Of course Houston was playing extended minutes on career threatened knees heading into surgery.



> and houston did play 21 of his 50 games with marbury,


Yes, but that's only 21 of Marbury's 47 games as a Knick. That was my point.




> they suit each other perfectly on the court, i think its was somewhat obvious at the time that houston benefitted from open looks he got off of marbury's penetrations and passing ability, and that despite the fact it was an off year from houston he still was pretty clutch ...moreso than usual, and some of that has to be attributed to marbury for making it easier for him.


Well I'm not sure what is meant by pretty clutch and moreso than usual. Certain clutch statistics are inflated merely by wins, and the Knicks have been losing for some years now.

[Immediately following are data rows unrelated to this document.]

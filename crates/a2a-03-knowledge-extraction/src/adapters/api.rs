//! HTTP API. Everything except `/health` requires signed headers.

use crate::service::KnowledgeService;
use axum::extract::State;
use axum::routing::{get, post};
use axum::{Json, Router};
use shared_transport::{health_routes, SignatureAuthLayer};
use shared_types::{
    AuthCodec, CredibilityResponse, ExtractionRequest, InsightBatch, InsightStats, ServiceRole,
    TrendReport,
};

pub fn router(service: KnowledgeService, codec: AuthCodec) -> Router {
    Router::new()
        .route("/extract", post(extract))
        .route("/credibility", post(credibility))
        .route("/trends", post(trends))
        .route("/insights/stats", get(stats))
        .route_layer(SignatureAuthLayer::new(codec))
        .with_state(service)
        .merge(health_routes(ServiceRole::KnowledgeExtraction.service_name()))
}

async fn extract(
    State(service): State<KnowledgeService>,
    Json(request): Json<ExtractionRequest>,
) -> Json<InsightBatch> {
    Json(service.extract(&request.search_results))
}

async fn credibility(
    State(service): State<KnowledgeService>,
    Json(request): Json<ExtractionRequest>,
) -> Json<CredibilityResponse> {
    Json(CredibilityResponse {
        analysis: service.credibility(&request.search_results),
    })
}

async fn trends(
    State(service): State<KnowledgeService>,
    Json(request): Json<ExtractionRequest>,
) -> Json<TrendReport> {
    Json(service.trends(&request.search_results))
}

async fn stats(State(service): State<KnowledgeService>) -> Json<InsightStats> {
    Json(service.stats())
}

> but none of that really effects who was the main helper of stephon who was Tim Thomas ...who avg. more than a point a minute in clutch situations ...something i dont believe any player accomplished this past season i think the best was kobe at 43 per 48 min. and he did it far less efficiently. and something Tim thomas surely wasn't doing as a member of the bucks.
> http://www.82games.com/03MIL9E.HTM
> Scoring
> By FG. FGA FG% eFG% Ast'd Blk'd FTM Pts
> 48 Min 3.2 13.0 .250 .292 33% 0% 1.1 8.6



mmmm, yes, I had such high hopes for him this year... but now I just can't trust him. Once again, like so many others, I expect this, 05/06 will be his breakout season, and a contract season at that, but I'm just not buying it anymore. If TT wants to remain a Knick for MLE type money, with a possible role off the bench that's fine, otherwise I'm ready to cut ties with him. In spite of the good performance I expect from him this year.

He's just another guy who's too flaky and tempermental.



> i think its pretty obvious when watching the games when the 3 of them were on the court together marbury drove and kicked alot and it made all 3 of them better players.
> 
> marbury is the best of the 3 but he just cant do it alone.
> 
> most players lose effectiveness shooting the ball in these situations , thats just a fact whether due to nerves , but more than likely the other team playing harder. the knicks have been and can still be the rare team that actually plays better at the end of games because the talents on the team fit very well together...at least on the perimeter.


Which are the talents on the Knicks that fit so well together? Some of the better fits were traded or are cooked (Doleac, KVH, and Houston), and others are more than likely on the trade block (KT and TT). So who's really left, JC? Is he a good fit with Marbury? 

I'm far from convinced of that. First off, from what I've seen of him he, like Marbury, works better with the ball in his hands. Second he's not a good spot up shooter which Marbury works well with. Third, he and Marbury make for a very weak defensive tandem.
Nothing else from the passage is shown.